## GOAL OF THE EXERCISE:
Lines from the first one down to the one containing "pub fn tag(self)" in the data below are the only ones needed; please return them exactly, both ends included.

## TASK INPUTS:
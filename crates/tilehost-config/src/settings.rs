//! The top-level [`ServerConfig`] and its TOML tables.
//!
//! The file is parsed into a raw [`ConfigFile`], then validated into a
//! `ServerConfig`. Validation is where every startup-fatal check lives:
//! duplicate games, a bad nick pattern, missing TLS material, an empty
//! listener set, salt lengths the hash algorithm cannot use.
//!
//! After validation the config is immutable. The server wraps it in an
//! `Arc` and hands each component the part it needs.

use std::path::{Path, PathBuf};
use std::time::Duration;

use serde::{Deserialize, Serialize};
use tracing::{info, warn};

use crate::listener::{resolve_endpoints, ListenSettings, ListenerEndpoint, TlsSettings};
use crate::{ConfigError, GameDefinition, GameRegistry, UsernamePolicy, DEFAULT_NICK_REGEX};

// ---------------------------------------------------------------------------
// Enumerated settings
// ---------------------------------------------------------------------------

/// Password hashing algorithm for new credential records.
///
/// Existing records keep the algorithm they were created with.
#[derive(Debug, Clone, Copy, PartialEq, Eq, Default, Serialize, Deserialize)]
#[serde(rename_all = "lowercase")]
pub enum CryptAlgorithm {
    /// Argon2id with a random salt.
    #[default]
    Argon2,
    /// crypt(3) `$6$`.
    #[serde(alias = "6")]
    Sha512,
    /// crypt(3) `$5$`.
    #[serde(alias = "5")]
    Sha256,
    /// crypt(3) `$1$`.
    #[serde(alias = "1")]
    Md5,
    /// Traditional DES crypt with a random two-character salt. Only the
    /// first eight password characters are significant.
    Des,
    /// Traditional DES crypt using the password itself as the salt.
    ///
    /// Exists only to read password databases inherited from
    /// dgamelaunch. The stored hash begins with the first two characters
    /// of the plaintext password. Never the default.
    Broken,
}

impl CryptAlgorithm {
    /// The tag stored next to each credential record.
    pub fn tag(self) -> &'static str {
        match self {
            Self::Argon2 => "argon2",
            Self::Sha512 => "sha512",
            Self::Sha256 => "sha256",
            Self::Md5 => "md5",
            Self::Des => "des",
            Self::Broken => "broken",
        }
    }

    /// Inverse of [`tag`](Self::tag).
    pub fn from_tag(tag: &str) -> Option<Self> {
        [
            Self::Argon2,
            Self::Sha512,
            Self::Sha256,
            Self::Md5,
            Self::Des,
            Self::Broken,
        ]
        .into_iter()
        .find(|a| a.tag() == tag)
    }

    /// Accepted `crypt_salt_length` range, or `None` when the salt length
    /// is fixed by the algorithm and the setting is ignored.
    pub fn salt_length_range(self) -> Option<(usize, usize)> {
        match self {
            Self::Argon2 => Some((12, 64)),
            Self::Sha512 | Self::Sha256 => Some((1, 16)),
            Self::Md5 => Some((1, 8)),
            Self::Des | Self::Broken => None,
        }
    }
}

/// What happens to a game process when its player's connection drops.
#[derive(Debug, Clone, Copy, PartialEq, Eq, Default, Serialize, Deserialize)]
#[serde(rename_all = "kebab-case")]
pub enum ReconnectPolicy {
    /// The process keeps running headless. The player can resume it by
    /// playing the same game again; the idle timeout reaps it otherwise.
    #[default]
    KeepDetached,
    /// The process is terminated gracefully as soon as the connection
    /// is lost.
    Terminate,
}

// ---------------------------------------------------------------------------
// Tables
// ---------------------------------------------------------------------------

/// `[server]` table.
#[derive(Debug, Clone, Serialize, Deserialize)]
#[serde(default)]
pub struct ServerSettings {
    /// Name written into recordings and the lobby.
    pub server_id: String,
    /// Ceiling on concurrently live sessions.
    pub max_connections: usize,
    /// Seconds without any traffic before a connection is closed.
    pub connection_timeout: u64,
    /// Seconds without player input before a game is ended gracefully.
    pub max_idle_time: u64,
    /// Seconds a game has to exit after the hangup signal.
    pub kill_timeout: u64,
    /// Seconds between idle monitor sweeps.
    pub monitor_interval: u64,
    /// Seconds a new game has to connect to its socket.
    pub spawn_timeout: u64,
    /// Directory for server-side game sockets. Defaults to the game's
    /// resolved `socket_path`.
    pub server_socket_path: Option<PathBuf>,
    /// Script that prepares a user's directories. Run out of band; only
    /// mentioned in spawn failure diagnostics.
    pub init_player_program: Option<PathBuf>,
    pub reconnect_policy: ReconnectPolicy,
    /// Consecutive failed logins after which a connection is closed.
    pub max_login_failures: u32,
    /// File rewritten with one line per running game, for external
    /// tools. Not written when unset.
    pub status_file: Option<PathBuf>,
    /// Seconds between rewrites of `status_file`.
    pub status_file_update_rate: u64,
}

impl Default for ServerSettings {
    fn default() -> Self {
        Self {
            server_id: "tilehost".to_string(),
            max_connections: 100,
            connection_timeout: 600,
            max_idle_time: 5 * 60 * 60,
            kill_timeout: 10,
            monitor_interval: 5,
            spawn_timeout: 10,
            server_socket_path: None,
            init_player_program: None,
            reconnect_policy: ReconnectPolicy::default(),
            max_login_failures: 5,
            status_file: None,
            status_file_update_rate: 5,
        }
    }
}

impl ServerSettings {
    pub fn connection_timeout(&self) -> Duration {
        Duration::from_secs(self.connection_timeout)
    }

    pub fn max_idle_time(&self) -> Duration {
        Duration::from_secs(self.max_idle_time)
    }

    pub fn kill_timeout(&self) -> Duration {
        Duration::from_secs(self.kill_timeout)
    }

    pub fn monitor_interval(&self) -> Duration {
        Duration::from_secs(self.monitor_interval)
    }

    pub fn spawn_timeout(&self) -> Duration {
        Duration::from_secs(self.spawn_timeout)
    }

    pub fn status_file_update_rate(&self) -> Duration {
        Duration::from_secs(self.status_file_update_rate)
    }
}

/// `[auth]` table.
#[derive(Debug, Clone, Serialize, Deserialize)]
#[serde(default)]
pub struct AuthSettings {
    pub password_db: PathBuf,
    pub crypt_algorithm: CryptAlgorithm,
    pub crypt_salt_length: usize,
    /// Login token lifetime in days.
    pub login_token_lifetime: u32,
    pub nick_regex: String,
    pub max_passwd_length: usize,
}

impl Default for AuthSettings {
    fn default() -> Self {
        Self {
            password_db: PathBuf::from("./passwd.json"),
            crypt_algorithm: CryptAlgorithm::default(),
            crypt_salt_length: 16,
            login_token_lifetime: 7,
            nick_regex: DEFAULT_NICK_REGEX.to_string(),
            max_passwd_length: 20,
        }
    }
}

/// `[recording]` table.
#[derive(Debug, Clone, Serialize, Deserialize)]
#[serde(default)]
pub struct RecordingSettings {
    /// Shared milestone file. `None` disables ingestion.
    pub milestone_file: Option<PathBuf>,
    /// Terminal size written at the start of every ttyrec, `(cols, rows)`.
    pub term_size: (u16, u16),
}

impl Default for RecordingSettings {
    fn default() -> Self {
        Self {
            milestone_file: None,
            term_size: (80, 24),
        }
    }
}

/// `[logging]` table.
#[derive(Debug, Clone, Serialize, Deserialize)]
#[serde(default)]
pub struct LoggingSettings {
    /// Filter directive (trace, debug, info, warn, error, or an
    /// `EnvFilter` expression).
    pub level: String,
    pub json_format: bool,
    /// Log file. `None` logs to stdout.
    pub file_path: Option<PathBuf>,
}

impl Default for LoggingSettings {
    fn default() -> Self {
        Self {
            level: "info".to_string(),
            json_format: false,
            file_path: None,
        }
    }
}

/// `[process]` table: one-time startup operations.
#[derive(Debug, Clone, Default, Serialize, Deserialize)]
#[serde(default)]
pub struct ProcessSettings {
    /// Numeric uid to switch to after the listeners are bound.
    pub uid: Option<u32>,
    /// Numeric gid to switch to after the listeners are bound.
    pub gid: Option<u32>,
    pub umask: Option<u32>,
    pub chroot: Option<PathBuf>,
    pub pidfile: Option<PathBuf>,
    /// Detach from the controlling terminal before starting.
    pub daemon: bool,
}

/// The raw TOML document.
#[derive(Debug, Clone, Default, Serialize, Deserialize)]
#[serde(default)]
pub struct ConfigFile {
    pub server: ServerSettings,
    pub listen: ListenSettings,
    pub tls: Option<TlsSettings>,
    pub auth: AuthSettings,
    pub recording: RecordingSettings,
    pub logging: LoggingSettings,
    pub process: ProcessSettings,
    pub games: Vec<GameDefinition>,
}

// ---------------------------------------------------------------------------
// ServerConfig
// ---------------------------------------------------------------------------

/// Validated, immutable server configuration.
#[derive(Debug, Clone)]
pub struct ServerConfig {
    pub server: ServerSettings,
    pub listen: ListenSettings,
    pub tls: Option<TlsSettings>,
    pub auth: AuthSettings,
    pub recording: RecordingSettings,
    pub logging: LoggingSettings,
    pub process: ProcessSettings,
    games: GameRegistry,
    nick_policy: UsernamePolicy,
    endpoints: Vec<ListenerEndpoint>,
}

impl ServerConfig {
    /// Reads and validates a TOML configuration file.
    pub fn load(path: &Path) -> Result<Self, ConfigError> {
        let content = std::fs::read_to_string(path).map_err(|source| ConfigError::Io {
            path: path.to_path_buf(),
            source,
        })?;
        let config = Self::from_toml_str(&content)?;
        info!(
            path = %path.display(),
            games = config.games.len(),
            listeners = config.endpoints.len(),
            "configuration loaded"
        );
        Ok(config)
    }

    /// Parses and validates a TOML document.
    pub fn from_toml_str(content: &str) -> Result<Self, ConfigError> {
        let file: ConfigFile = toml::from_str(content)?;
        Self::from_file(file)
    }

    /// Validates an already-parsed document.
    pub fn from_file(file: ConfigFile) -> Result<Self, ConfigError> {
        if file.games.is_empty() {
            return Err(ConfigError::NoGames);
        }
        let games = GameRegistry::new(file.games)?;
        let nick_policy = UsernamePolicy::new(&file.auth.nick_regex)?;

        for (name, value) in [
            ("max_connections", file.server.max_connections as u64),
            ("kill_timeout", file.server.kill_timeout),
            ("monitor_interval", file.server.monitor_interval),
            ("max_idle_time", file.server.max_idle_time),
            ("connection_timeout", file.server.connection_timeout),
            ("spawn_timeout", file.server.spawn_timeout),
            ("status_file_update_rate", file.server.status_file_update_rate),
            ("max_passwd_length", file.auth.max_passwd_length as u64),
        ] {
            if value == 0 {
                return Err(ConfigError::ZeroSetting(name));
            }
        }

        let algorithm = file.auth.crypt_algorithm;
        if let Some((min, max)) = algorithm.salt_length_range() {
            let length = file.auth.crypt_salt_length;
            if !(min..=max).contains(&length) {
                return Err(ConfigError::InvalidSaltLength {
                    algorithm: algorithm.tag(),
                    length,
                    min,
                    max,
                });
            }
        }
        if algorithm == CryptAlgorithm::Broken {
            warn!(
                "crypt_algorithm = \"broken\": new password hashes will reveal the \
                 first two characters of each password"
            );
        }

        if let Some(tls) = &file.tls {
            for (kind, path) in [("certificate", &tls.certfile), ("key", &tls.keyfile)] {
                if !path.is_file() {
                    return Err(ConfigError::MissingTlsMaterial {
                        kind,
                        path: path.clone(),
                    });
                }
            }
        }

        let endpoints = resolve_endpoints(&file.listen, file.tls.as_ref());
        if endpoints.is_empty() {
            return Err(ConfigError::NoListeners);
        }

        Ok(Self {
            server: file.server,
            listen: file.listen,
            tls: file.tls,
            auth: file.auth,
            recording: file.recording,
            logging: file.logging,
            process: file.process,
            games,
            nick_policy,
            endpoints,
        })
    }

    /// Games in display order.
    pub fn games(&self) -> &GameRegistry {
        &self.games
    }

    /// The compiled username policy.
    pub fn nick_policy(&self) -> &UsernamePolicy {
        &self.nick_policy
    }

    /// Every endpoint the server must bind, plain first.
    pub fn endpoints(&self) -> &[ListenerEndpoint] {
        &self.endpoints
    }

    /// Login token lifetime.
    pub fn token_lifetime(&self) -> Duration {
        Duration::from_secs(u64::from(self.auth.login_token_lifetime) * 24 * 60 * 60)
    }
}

## YOUR SOLUTION:
filename crates/tilehost-config/src/settings.rs
//! The top-level [`ServerConfig`] and its TOML tables.
//!
//! The file is parsed into a raw [`ConfigFile`], then validated into a
//! `ServerConfig`. Validation is where every startup-fatal check lives:
//! duplicate games, a bad nick pattern, missing TLS material, an empty
//! listener set, salt lengths the hash algorithm cannot use.
//!
//! After validation the config is immutable. The server wraps it in an
//! `Arc` and hands each component the part it needs.

use std::path::{Path, PathBuf};
use std::time::Duration;

use serde::{Deserialize, Serialize};
use tracing::{info, warn};

use crate::listener::{resolve_endpoints, ListenSettings, ListenerEndpoint, TlsSettings};
use crate::{ConfigError, GameDefinition, GameRegistry, UsernamePolicy, DEFAULT_NICK_REGEX};

// ---------------------------------------------------------------------------
// Enumerated settings
// ---------------------------------------------------------------------------

/// Password hashing algorithm for new credential records.
///
/// Existing records keep the algorithm they were created with.
#[derive(Debug, Clone, Copy, PartialEq, Eq, Default, Serialize, Deserialize)]
#[serde(rename_all = "lowercase")]
pub enum CryptAlgorithm {
    /// Argon2id with a random salt.
    #[default]
    Argon2,
    /// crypt(3) `$6$`.
    #[serde(alias = "6")]
    Sha512,
    /// crypt(3) `$5$`.
    #[serde(alias = "5")]
    Sha256,
    /// crypt(3) `$1$`.
    #[serde(alias = "1")]
    Md5,
    /// Traditional DES crypt with a random two-character salt. Only the
    /// first eight password characters are significant.
    Des,
    /// Traditional DES crypt using the password itself as the salt.
    ///
    /// Exists only to read password databases inherited from
    /// dgamelaunch. The stored hash begins with the first two characters
    /// of the plaintext password. Never the default.
    Broken,
}

impl CryptAlgorithm {
    /// The tag stored next to each credential record.
    pub fn tag(self) -> &'static str {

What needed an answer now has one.